Correttori biblici


Sono lavori critici del XIII-XIV sec. destinati a eliminare gli errori introdotti nel testo latino della Volgata, usato nell'Università di Parigi, profondamente alterato per la negligenza dei copisti, per la mescolanza arbitraria di lezioni delle antiche variazioni latine e per le correzioni arbitrarie di dotti (Alcuino, Teodulfo e altri). Si distinguono due specie di c.; gli uni, col testo biblico, annotano in margine le lezioni da rifiutare, da accettare o da correggere; gli altri, senza testo biblico, contengono solo le lezioni più largamente vagliate con l'indicazione delle autorità testuali. Sono tutti dovuti a docenti dell'Università: Frati Predicatori e Frati Minori.

C. dei Domenicani: il Senonense, rifiutato dagli stessi Domenicani; quello di Ugo di S. Caro, rappresentato dal cod. Vaticano Ottoboniano 293. La conformità del testo con gli autentici manoscritti della Volgata geronimiana è scarsamente assicurata, a causa del ricorso al testo ebraico e greco.

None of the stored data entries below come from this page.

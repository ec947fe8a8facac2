//! User-tunable settings, persisted next to the session state.
//!
//! The corridor width and the distance approximation are product
//! decisions, so both live here instead of being hard-coded.

use anyhow::{Context, Result, bail};
use serde::Serialize;
use std::time::Duration;

use crate::geo::{DistanceModel, Projection, SegmentMetric};
use crate::providers::osrm::{DEFAULT_OSRM_PROFILE, DEFAULT_OSRM_URL};
use crate::proximity::{DEFAULT_TOLERANCE_M, ProximityOptions};
use crate::store::KeyValueStore;

const PREFIX: &str = "settings.";

pub const KEYS: &[&str] = &[
    "tolerance_m",
    "distance_model",
    "projection",
    "osrm_url",
    "osrm_profile",
    "http_timeout_secs",
];

#[derive(Debug, Clone, PartialEq, Serialize)]
pub struct Settings {
    pub tolerance_m: f64,
    pub distance_model: DistanceModel,
    pub projection: Projection,
    pub osrm_url: String,
    pub osrm_profile: String,
    pub http_timeout_secs: u64,
}

impl Default for Settings {
    fn default() -> Self {
        Self {
            tolerance_m: DEFAULT_TOLERANCE_M,
            distance_model: DistanceModel::default(),
            projection: Projection::default(),
            osrm_url: DEFAULT_OSRM_URL.to_string(),
            osrm_profile: DEFAULT_OSRM_PROFILE.to_string(),
            http_timeout_secs: 30,
        }
    }
}

impl Settings {
    /// Missing keys fall back to defaults; unparsable stored values are errors.
    pub fn load(store: &dyn KeyValueStore) -> Result<Self> {
        let mut s = Self::default();
        for key in KEYS {
            if let Some(raw) = store.get(&format!("{PREFIX}{key}"))? {
                s.apply(key, &raw)
                    .with_context(|| format!("Invalid stored setting '{key}'"))?;
            }
        }
        Ok(s)
    }

    /// Validate and persist one setting.
    pub fn set(store: &mut dyn KeyValueStore, key: &str, value: &str) -> Result<Self> {
        let mut s = Self::load(store)?;
        s.apply(key, value)?;
        store.set(&format!("{PREFIX}{key}"), &s.value_of(key)?)?;
        Ok(s)
    }

    pub fn reset(store: &mut dyn KeyValueStore) -> Result<()> {
        for key in KEYS {
            store.remove(&format!("{PREFIX}{key}"))?;
        }
        Ok(())
    }

    pub fn apply(&mut self, key: &str, value: &str) -> Result<()> {
        let value = value.trim();
        match key {
            "tolerance_m" => self.tolerance_m = parse_tolerance(value)?,
            "distance_model" => {
                self.distance_model = DistanceModel::parse(value).with_context(|| {
                    format!("Unknown distance model '{value}' (haversine, equirectangular)")
                })?
            }
            "projection" => {
                self.projection = Projection::parse(value).with_context(|| {
                    format!("Unknown projection '{value}' (degrees, equirectangular)")
                })?
            }
            "osrm_url" => {
                if !(value.starts_with("http://") || value.starts_with("https://")) {
                    bail!("osrm_url must start with http:// or https://");
                }
                self.osrm_url = value.to_string();
            }
            "osrm_profile" => {
                if value.is_empty() || value.contains('/') {
                    bail!("osrm_profile must be a non-empty name without '/'");
                }
                self.osrm_profile = value.to_string();
            }
            "http_timeout_secs" => {
                let secs: u64 = value
                    .parse()
                    .with_context(|| format!("Invalid timeout '{value}'"))?;
                if secs == 0 {
                    bail!("http_timeout_secs must be > 0");
                }
                self.http_timeout_secs = secs;
            }
            other => bail!("Unknown setting '{other}' (known: {})", KEYS.join(", ")),
        }
        Ok(())
    }

    pub fn value_of(&self, key: &str) -> Result<String> {
        Ok(match key {
            "tolerance_m" => self.tolerance_m.to_string(),
            "distance_model" => self.distance_model.to_string(),
            "projection" => self.projection.to_string(),
            "osrm_url" => self.osrm_url.clone(),
            "osrm_profile" => self.osrm_profile.clone(),
            "http_timeout_secs" => self.http_timeout_secs.to_string(),
            other => bail!("Unknown setting '{other}'"),
        })
    }

    pub fn proximity(&self) -> ProximityOptions {
        ProximityOptions {
            tolerance_m: self.tolerance_m,
            metric: SegmentMetric {
                distance: self.distance_model,
                projection: self.projection,
            },
        }
    }

    pub fn http_timeout(&self) -> Duration {
        Duration::from_secs(self.http_timeout_secs)
    }
}

pub fn parse_tolerance(value: &str) -> Result<f64> {
    let t: f64 = value
        .trim()
        .parse()
        .with_context(|| format!("Invalid tolerance '{value}'"))?;
    if !t.is_finite() || t <= 0.0 {
        bail!("Tolerance must be a finite number of meters > 0 (got {value})");
    }
    Ok(t)
}

#[cfg(test)]
mod tests {
    use super::*;
    use crate::store::MemoryStore;

    #[test]
    fn defaults_when_store_is_empty() {
        let s = Settings::load(&MemoryStore::new()).unwrap();
        assert_eq!(s, Settings::default());
        assert_eq!(s.proximity(), ProximityOptions::default());
    }

    #[test]
    fn set_persists_normalized_values() {
        let mut store = MemoryStore::new();
        Settings::set(&mut store, "tolerance_m", " 75 ").unwrap();
        Settings::set(&mut store, "distance_model", "FLAT").unwrap();

        assert_eq!(store.get("settings.tolerance_m").unwrap().as_deref(), Some("75"));
        assert_eq!(
            store.get("settings.distance_model").unwrap().as_deref(),
            Some("equirectangular")
        );

        let s = Settings::load(&store).unwrap();
        assert_eq!(s.tolerance_m, 75.0);
        assert_eq!(s.proximity().metric.distance, DistanceModel::Equirectangular);
    }

    #[test]
    fn rejects_bad_values() {
        let mut store = MemoryStore::new();
        for (k, v) in [
            ("tolerance_m", "0"),
            ("tolerance_m", "-5"),
            ("tolerance_m", "NaN"),
            ("tolerance_m", "inf"),
            ("distance_model", "vincenty"),
            ("projection", "mercator"),
            ("osrm_url", "ftp://x"),
            ("osrm_profile", "a/b"),
            ("http_timeout_secs", "0"),
            ("colour", "blue"),
        ] {
            assert!(Settings::set(&mut store, k, v).is_err(), "{k}={v} accepted");
        }
        assert!(store.is_empty());
    }

    #[test]
    fn corrupted_stored_value_is_reported() {
        let mut store = MemoryStore::new();
        store.set("settings.tolerance_m", "wide").unwrap();
        let err = Settings::load(&store).unwrap_err();
        assert!(format!("{err:#}").contains("tolerance_m"));
    }

    #[test]
    fn reset_restores_defaults() {
        let mut store = MemoryStore::new();
        Settings::set(&mut store, "osrm_profile", "foot").unwrap();
        Settings::reset(&mut store).unwrap();
        assert_eq!(Settings::load(&store).unwrap(), Settings::default());
    }
}
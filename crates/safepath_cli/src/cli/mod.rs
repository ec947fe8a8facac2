pub mod args;
pub mod color;
pub mod commands;
pub mod export;
pub mod format;
pub mod validate;

use anyhow::Result;
use clap::Parser;
use safepath_core::store::SqliteStore;
use safepath_core::store::paths::resolve_db_path;
use safepath_core::{ProximityOptions, Settings};

pub fn run() -> Result<()> {
    let cli = args::Cli::parse();
    init_logging(cli.verbose);

    match &cli.cmd {
        args::Commands::Check {
            route,
            lat,
            lng,
            metric,
            json,
        } => {
            validate::validate_point(*lat, *lng, "--lat/--lng")?;
            let store = open_store(cli.db.as_deref())?;
            let opts = effective_options(&Settings::load(&store)?, metric)?;
            commands::check::run(route, *lat, *lng, &opts, *json)
        }

        args::Commands::Replay {
            route,
            track,
            metric,
            json,
        } => {
            let store = open_store(cli.db.as_deref())?;
            let opts = effective_options(&Settings::load(&store)?, metric)?;
            commands::replay::run(route, track, &opts, *json)
        }

        args::Commands::Session { cmd } => {
            let mut store = open_store(cli.db.as_deref())?;
            commands::session::run(&mut store, cmd)
        }

        args::Commands::Config { cmd } => {
            let mut store = open_store(cli.db.as_deref())?;
            commands::config::run(&mut store, cmd)
        }

        args::Commands::Db { cmd } => match cmd {
            args::DbCmd::Status => {
                let store = open_store(cli.db.as_deref())?;
                commands::db::status(&store)
            }
        },
    }
}

/// `RUST_LOG` wins; otherwise warnings only, or debug with `--verbose`.
fn init_logging(verbose: bool) {
    let default = if verbose { "debug" } else { "warn" };
    env_logger::init_from_env(env_logger::Env::default().default_filter_or(default));
}

fn open_store(db_arg: Option<&str>) -> Result<SqliteStore> {
    let db_path = resolve_db_path(db_arg)?;
    log::debug!("using store at {}", db_path.display());
    SqliteStore::open(&db_path)
}

/// Stored settings with the per-invocation flags applied on top.
pub(crate) fn effective_options(
    settings: &Settings,
    metric: &args::MetricArgs,
) -> Result<ProximityOptions> {
    let mut s = settings.clone();
    if let Some(t) = metric.tolerance {
        s.apply("tolerance_m", &t.to_string())?;
    }
    if let Some(d) = &metric.distance {
        s.apply("distance_model", d)?;
    }
    if let Some(p) = &metric.projection {
        s.apply("projection", p)?;
    }
    Ok(s.proximity())
}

I c. dei Francescani sono: il Sorbonicum (cod. 15. 554 della Biblioteca Nazionale di Parigi) attribuito a Guglielmo il Brettone e molto affine a quelli domenicani; quello di Guglielmo de Mara (cod. Vat. lat. 3466); quello di Gerardo da Hoio (cod. Vat. lat. 4240) compiuto, come il precedente, secondo retti principi di critica testuale (conformità della Volgata, anziché ai testi originali).

L'apporto dei c. all'emendamento della Volgata fu minimo a causa del carattere privato dell'iniziativa, dell'imperizia o negligenza degli amanuensi.
[A. R.]

BIBL. - E. MANGENOT, in DB. II, coll. 1022-26; A. VACCARI, in Institutiones Biblicae, I; 5a ed. Roma 1937, p. 311 ss.